Gotta write that shit down. Damn I’m good on my feet! Leslee should have it recorded. Text him to confirm.
As he reaches for his phone Sheila yells at him, “Put your damn phone away!…”
“Ok, Kevin. Sounds interesting. Gonna have sailing and flying in it?”
Her pet topics, recently. This is right on!
“Second and third Stages. Finishing with a bike run to, ah, Victoria.”
A brief nod and Sheila rises slowly. “Keep me posted, Kevin. Sounds very interesting.”
As she exits, Leslee’s phone dings quietly. A quick glance and he gives a thumb’s up to Kevin before the door zips closed.
A sign in front of the bookstore says,
Book signing Today! Simon Linkenfelder! Buy his book: My Ups and Downs in the Olympics.
The line of eager young buyers stretches out the door.
Inside, seated at a small table is Simon Linkenfelder, himself: The Wonderful One, as every sportscaster will dutifully add. Despite being an Olympian and having suffered through hours of autograph signings, Simon is not at all used to greeting so many fans while in a suit, particularly for “his” literary production.
Ghostwriter agreement should have included her doing these signing thingys for me.
His wrist is getting sore from writing the purchaser’s name and one of several designated short phrases after “To…”
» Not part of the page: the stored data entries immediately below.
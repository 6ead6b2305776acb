//! Database migrations

use crate::DbPool;
use sqlx::{Executor, SqliteConnection};
use tripwire_core::StoreError;

/// Versioned schema changes, applied in order
const MIGRATIONS: &[(i64, &str)] = &[(1, include_str!("../migrations/001_circuit_counters.sql"))];

/// Current database schema version
pub const CURRENT_VERSION: i64 = 1;

/// Returns the current migration version
pub fn current_version() -> i64 {
    CURRENT_VERSION
}

/// Runs all pending migrations
///
/// The whole check-then-apply sequence holds the SQLite write lock
/// (`BEGIN IMMEDIATE`), so processes opening a fresh database at the same
/// time apply each migration exactly once. Others wait on `busy_timeout`.
pub async fn run_migrations(pool: &DbPool) -> Result<(), StoreError> {
    let mut pooled = pool
        .acquire()
        .await
        .map_err(|e| StoreError::unavailable("Failed to acquire migration connection", e))?;
    let conn: &mut SqliteConnection = &mut pooled;

    sqlx::query("BEGIN IMMEDIATE")
        .execute(&mut *conn)
        .await
        .map_err(|e| StoreError::unavailable("Failed to begin migration", e))?;

    let outcome = match apply_pending(&mut *conn).await {
        Ok(applied) => sqlx::query("COMMIT")
            .execute(&mut *conn)
            .await
            .map(|_| applied)
            .map_err(|e| StoreError::query("Failed to commit migration", e)),
        Err(e) => Err(e),
    };

    match outcome {
        Ok(applied) => {
            for version in applied {
                log::info!("Applied circuit store migration {:03}", version);
            }
            Ok(())
        }
        Err(e) => {
            // The connection goes back to the pool; leave no transaction open
            if let Err(rollback) = sqlx::query("ROLLBACK").execute(&mut *conn).await {
                log::warn!("Failed to roll back migration: {}", rollback);
            }
            Err(e)
        }
    }
}

/// Applies every migration not yet recorded; runs inside the caller's transaction
async fn apply_pending(conn: &mut SqliteConnection) -> Result<Vec<i64>, StoreError> {
    sqlx::query(
        r#"
        CREATE TABLE IF NOT EXISTS schema_migrations (
            version INTEGER PRIMARY KEY,
            applied_at INTEGER NOT NULL DEFAULT (strftime('%s', 'now') * 1000)
        )
        "#,
    )
    .execute(&mut *conn)
    .await
    .map_err(|e| StoreError::query("Failed to create migrations table", e))?;

    let mut applied = Vec::new();
    for (version, sql) in MIGRATIONS {
        if apply_migration(&mut *conn, *version, sql).await? {
            applied.push(*version);
        }
    }
    Ok(applied)
}

/// Runs a single migration if not already applied
async fn apply_migration(
    conn: &mut SqliteConnection,
    version: i64,
    sql: &str,
) -> Result<bool, StoreError> {
    let recorded: Option<i64> =
        sqlx::query_scalar("SELECT version FROM schema_migrations WHERE version = ?")
            .bind(version)
            .fetch_optional(&mut *conn)
            .await
            .map_err(|e| StoreError::query("Failed to check migration status", e))?;

    if recorded.is_some() {
        return Ok(false);
    }

    // Same call `RawSql::execute` forwards to; called directly so the future stays `Send`
    (&mut *conn)
        .execute(sqlx::raw_sql(sql))
        .await
        .map_err(|e| StoreError::Migration {
            version: format!("{:03}", version),
            reason: e.to_string(),
        })?;

    sqlx::query("INSERT OR IGNORE INTO schema_migrations (version) VALUES (?)")
        .bind(version)
        .execute(&mut *conn)
        .await
        .map_err(|e| StoreError::query("Failed to record migration", e))?;

    Ok(true)
}

/// Verifies database integrity
pub async fn verify_integrity(pool: &DbPool) -> Result<(), StoreError> {
    let result: String = sqlx::query_scalar("PRAGMA integrity_check")
        .fetch_one(pool)
        .await
        .map_err(|e| StoreError::query("Failed to check integrity", e))?;

    if result != "ok" {
        return Err(StoreError::corrupted(format!(
            "Database integrity check failed: {}",
            result
        )));
    }

    Ok(())
}

/// Optimizes the database
pub async fn optimize(pool: &DbPool) -> Result<(), StoreError> {
    sqlx::query("PRAGMA optimize")
        .execute(pool)
        .await
        .map_err(|e| StoreError::query("Failed to optimize database", e))?;

    Ok(())
}

#[cfg(test)]
mod tests {
    use super::*;
    use crate::connection::connect_in_memory;

    #[tokio::test]
    async fn test_run_migrations() {
        let pool = connect_in_memory().await.unwrap();
        run_migrations(&pool).await.unwrap();

        let versions: Vec<i64> =
            sqlx::query_scalar("SELECT version FROM schema_migrations ORDER BY version")
                .fetch_all(&pool)
                .await
                .unwrap();

        assert_eq!(versions, vec![1]);
        assert_eq!(current_version(), 1);
    }

    #[tokio::test]
    async fn test_migrations_are_idempotent() {
        let pool = connect_in_memory().await.unwrap();
        run_migrations(&pool).await.unwrap();
        run_migrations(&pool).await.unwrap();

        let count: i64 = sqlx::query_scalar("SELECT COUNT(*) FROM schema_migrations")
            .fetch_one(&pool)
            .await
            .unwrap();
        assert_eq!(count, 1);
    }

    #[tokio::test]
    async fn test_counter_table_rejects_negative() {
        let pool = connect_in_memory().await.unwrap();
        run_migrations(&pool).await.unwrap();

        let result = sqlx::query("INSERT INTO circuit_counters (name, counter) VALUES ('x', -1)")
            .execute(&pool)
            .await;
        assert!(result.is_err());
    }

    #[tokio::test]
    async fn test_verify_integrity() {
        let pool = connect_in_memory().await.unwrap();
        run_migrations(&pool).await.unwrap();

        verify_integrity(&pool).await.unwrap();
    }

    #[tokio::test]
    async fn test_optimize() {
        let pool = connect_in_memory().await.unwrap();
        run_migrations(&pool).await.unwrap();

        optimize(&pool).await.unwrap();
    }

    #[tokio::test]
    async fn test_failed_migration_leaves_no_open_transaction() {
        let pool = connect_in_memory().await.unwrap();
        run_migrations(&pool).await.unwrap();
        let mut conn = pool.acquire().await.unwrap();

        sqlx::query("BEGIN IMMEDIATE").execute(&mut *conn).await.unwrap();
        let err = apply_migration(&mut conn, 99, "CREATE TABLE broken (").await;
        assert!(matches!(err, Err(StoreError::Migration { .. })));
        sqlx::query("ROLLBACK").execute(&mut *conn).await.unwrap();
        drop(conn);

        // The single pooled connection can start a new write transaction
        run_migrations(&pool).await.unwrap();
        verify_integrity(&pool).await.unwrap();
    }
}
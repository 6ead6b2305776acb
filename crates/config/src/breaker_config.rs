//! Circuit breaker configuration section

use crate::validation::{ConfigSection, ValidationError, Validator};
use serde::{Deserialize, Serialize};
use std::time::Duration;

/// Upper bound on the consecutive-failure threshold
const MAX_ERROR_THRESHOLD: u32 = 1_000_000;

/// Upper bound on how long a circuit stays open (one week)
const MAX_ERROR_TIMEOUT_SECS: u64 = 7 * 24 * 60 * 60;

/// Settings for a circuit breaker guard
#[derive(Debug, Clone, Serialize, Deserialize, PartialEq, Eq)]
#[serde(default)]
pub struct BreakerSettings {
    /// Circuits sharing a namespace share state
    pub namespace: String,

    /// Failure kinds that count toward opening the circuit
    pub watched_kinds: Vec<String>,

    /// Consecutive watched failures that open the circuit
    pub error_threshold: u32,

    /// Seconds the circuit stays open once tripped
    pub error_timeout_secs: u64,
}

impl BreakerSettings {
    /// Returns the open duration
    pub fn error_timeout(&self) -> Duration {
        Duration::from_secs(self.error_timeout_secs)
    }
}

impl Default for BreakerSettings {
    fn default() -> Self {
        Self {
            namespace: "default".to_string(),
            watched_kinds: vec!["timeout".to_string()],
            error_threshold: 10,
            error_timeout_secs: 60,
        }
    }
}

impl ConfigSection for BreakerSettings {
    fn validate(&self) -> Result<(), Vec<ValidationError>> {
        let mut results = vec![
            Validator::not_empty(&self.namespace, "breaker.namespace"),
            Validator::non_empty_list(&self.watched_kinds, "breaker.watched_kinds"),
            Validator::in_range(
                self.error_threshold,
                1,
                MAX_ERROR_THRESHOLD,
                "breaker.error_threshold",
            ),
            Validator::in_range(
                self.error_timeout_secs,
                1,
                MAX_ERROR_TIMEOUT_SECS,
                "breaker.error_timeout_secs",
            ),
        ];

        for (i, kind) in self.watched_kinds.iter().enumerate() {
            results.push(Validator::not_empty(
                kind,
                &format!("breaker.watched_kinds[{}]", i),
            ));
        }

        Validator::collect_errors(results)
    }

    fn merge(&mut self, other: Self) {
        self.namespace = other.namespace;
        self.watched_kinds = other.watched_kinds;
        self.error_threshold = other.error_threshold;
        self.error_timeout_secs = other.error_timeout_secs;
    }

    fn section_name(&self) -> &'static str {
        "breaker"
    }
}
//! SQLite-backed circuit store shared across processes

use crate::adapter::StateStore;
use crate::connection::{connect, connect_in_memory, DatabaseConfig};
use crate::migrations::run_migrations;
use crate::queries::counters;
use crate::DbPool;
use async_trait::async_trait;
use tripwire_core::{CircuitRecord, Namespace, Result, Timestamp};

/// Circuit store over a SQLite connection pool
///
/// Every process that opens the same database file observes and updates
/// the same circuits.
#[derive(Debug, Clone)]
pub struct SqliteStore {
    pool: DbPool,
}

impl SqliteStore {
    /// Wraps an existing pool; the schema must already be migrated
    pub fn new(pool: DbPool) -> Self {
        Self { pool }
    }

    /// Connects to the configured database and applies pending migrations
    pub async fn open(config: DatabaseConfig) -> Result<Self> {
        let pool = connect(config).await?;
        run_migrations(&pool).await?;
        Ok(Self::new(pool))
    }

    /// Creates a migrated, private in-memory store
    pub async fn in_memory() -> Result<Self> {
        let pool = connect_in_memory().await?;
        run_migrations(&pool).await?;
        Ok(Self::new(pool))
    }

    /// Returns the underlying pool
    pub fn pool(&self) -> &DbPool {
        &self.pool
    }

    /// Lists every circuit record in the database
    pub async fn list_records(&self) -> Result<Vec<CircuitRecord>> {
        counters::list_counter_records(&self.pool).await
    }

    /// Closes the connection pool
    pub async fn close(&self) {
        self.pool.close().await;
    }
}

#[async_trait]
impl StateStore for SqliteStore {
    async fn upsert_and_increment(&self, namespace: &Namespace) -> Result<()> {
        counters::increment_counter(&self.pool, namespace).await
    }

    async fn conditional_set_close_time(
        &self,
        namespace: &Namespace,
        close_time: Timestamp,
        min_counter: u64,
    ) -> Result<()> {
        let tripped =
            counters::set_closetime_if_tripped(&self.pool, namespace, close_time, min_counter)
                .await?;
        if tripped {
            log::debug!("Circuit '{}' close time set to {}", namespace, close_time);
        }
        Ok(())
    }

    async fn upsert_counter(&self, namespace: &Namespace, value: u64) -> Result<()> {
        counters::upsert_counter(&self.pool, namespace, value).await
    }

    async fn read_record(&self, namespace: &Namespace) -> Result<Option<CircuitRecord>> {
        counters::get_counter_record(&self.pool, namespace).await
    }
}
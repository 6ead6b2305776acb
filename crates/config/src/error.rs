//! Errors raised while loading, validating or writing the config file

use std::fmt;
use std::path::PathBuf;
use thiserror::Error;

pub type ConfigResult<T> = Result<T, ConfigError>;

#[derive(Debug, Error)]
pub enum ConfigError {
    #[error("Cannot read {}: {source}", .path.display())]
    Read {
        path: PathBuf,
        source: std::io::Error,
    },

    #[error("{} is empty; delete it or run `tripwire config --reset`", .path.display())]
    Empty { path: PathBuf },

    #[error("{} is not a valid tripwire config: {source}", .path.display())]
    Parse {
        path: PathBuf,
        source: toml::de::Error,
    },

    #[error("Invalid configuration: {}", join(.0))]
    Invalid(Vec<ValidationError>),

    #[error("Cannot render configuration: {0}")]
    Render(#[from] toml::ser::Error),

    /// Any failure on the write path: directory, backup, temp file or rename
    #[error("Cannot write {}: {source}", .path.display())]
    Write {
        path: PathBuf,
        source: std::io::Error,
    },

    #[error("No per-user config directory on this platform; pass --config-dir")]
    NoConfigDir,
}

fn join(errors: &[ValidationError]) -> String {
    errors
        .iter()
        .map(ToString::to_string)
        .collect::<Vec<_>>()
        .join("; ")
}

/// One rejected setting, e.g. `breaker.error_threshold`
#[derive(Debug, Clone, PartialEq, Eq)]
pub struct ValidationError {
    pub field: String,
    pub message: String,
    pub value: Option<String>,
}

impl ValidationError {
    pub fn new(field: impl Into<String>, message: impl Into<String>) -> Self {
        Self {
            field: field.into(),
            message: message.into(),
            value: None,
        }
    }

    pub fn with_value(
        field: impl Into<String>,
        message: impl Into<String>,
        value: impl ToString,
    ) -> Self {
        Self {
            value: Some(value.to_string()),
            ..Self::new(field, message)
        }
    }
}

impl fmt::Display for ValidationError {
    fn fmt(&self, f: &mut fmt::Formatter<'_>) -> fmt::Result {
        match &self.value {
            Some(value) => write!(f, "{} = {} {}", self.field, value, self.message),
            None => write!(f, "{} {}", self.field, self.message),
        }
    }
}

impl std::error::Error for ValidationError {}
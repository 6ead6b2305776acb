//! Error types for the circuit state store
//!
//! Store errors are classified into two tiers:
//! - **Recoverable**: the store is temporarily unreachable or busy
//! - **Fatal**: the schema or data is broken and needs operator action
//!
//! The breaker never maps a store error onto an open or closed circuit. It
//! surfaces it to the caller so "dependency failed" and "breaker
//! infrastructure failed" stay distinguishable.

use std::fmt;
use thiserror::Error;

/// Error severity classification
#[derive(Debug, Clone, Copy, PartialEq, Eq, PartialOrd, Ord)]
pub enum ErrorSeverity {
    /// Error can be automatically recovered from
    Recoverable,
    /// Requires operator intervention
    Fatal,
}

impl fmt::Display for ErrorSeverity {
    fn fmt(&self, f: &mut fmt::Formatter<'_>) -> fmt::Result {
        match self {
            Self::Recoverable => write!(f, "Recoverable"),
            Self::Fatal => write!(f, "Fatal"),
        }
    }
}

/// Errors raised by a circuit state store
#[derive(Error, Debug)]
pub enum StoreError {
    /// Store could not be reached (connection, pool or I/O failure)
    #[error("State store unavailable: {message}")]
    Unavailable {
        message: String,
        #[source]
        source: Option<Box<dyn std::error::Error + Send + Sync>>,
    },

    /// A query against the store failed
    #[error("State store query failed: {message}")]
    Query {
        message: String,
        #[source]
        source: Option<Box<dyn std::error::Error + Send + Sync>>,
    },

    /// Persisted data violates the record invariants
    #[error("Circuit record corrupted: {details}")]
    Corrupted { details: String },

    /// Schema migration failed
    #[error("Migration failed: {version} - {reason}")]
    Migration { version: String, reason: String },

    /// In-process store lock was poisoned by a panicking writer
    #[error("State store lock poisoned")]
    LockPoisoned,

    /// Namespace is not a valid record identity
    #[error("Invalid namespace: {reason}")]
    InvalidNamespace { reason: String },
}

impl StoreError {
    /// Returns the severity level of this error
    pub fn severity(&self) -> ErrorSeverity {
        match self {
            Self::Unavailable { .. } | Self::Query { .. } => ErrorSeverity::Recoverable,

            Self::Corrupted { .. }
            | Self::Migration { .. }
            | Self::LockPoisoned
            | Self::InvalidNamespace { .. } => ErrorSeverity::Fatal,
        }
    }

    /// Returns true if the failed operation may succeed when retried
    pub fn is_retryable(&self) -> bool {
        self.severity() == ErrorSeverity::Recoverable
    }

    /// Helper to create an unavailable-store error from any error type
    pub fn unavailable<E: std::error::Error + Send + Sync + 'static>(
        message: impl Into<String>,
        source: E,
    ) -> Self {
        Self::Unavailable {
            message: message.into(),
            source: Some(Box::new(source)),
        }
    }

    /// Helper to create a query error from any error type
    pub fn query<E: std::error::Error + Send + Sync + 'static>(
        message: impl Into<String>,
        source: E,
    ) -> Self {
        Self::Query {
            message: message.into(),
            source: Some(Box::new(source)),
        }
    }

    /// Helper to create a corrupted-record error
    pub fn corrupted(details: impl Into<String>) -> Self {
        Self::Corrupted {
            details: details.into(),
        }
    }
}

/// Convenience type alias for Results using StoreError
pub type Result<T> = std::result::Result<T, StoreError>;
His publisher’s marketing person and his designated handler, a senior lady who must have done this thousands of times, wears a sincerely pasted smile as she assists by confirming that each book presented for signing was just purchased.
Without seeing the purchaser, other than as “The Next In Line”, Simon politely says, “Which name shall I make this out to?”
This purchaser, a shy man just into his twenties, smiles sheepishly. “To David, please. And can you add To Joe, as well? He’s my dad. Late dad.”
Simon writes as bidden and decides on phrase number two for David: Reach higher and hold on tight! Then something snaps Simon out of automaton mode. He looks up at the fellow. “David? Did your father own a novelty import store off Queen Street?”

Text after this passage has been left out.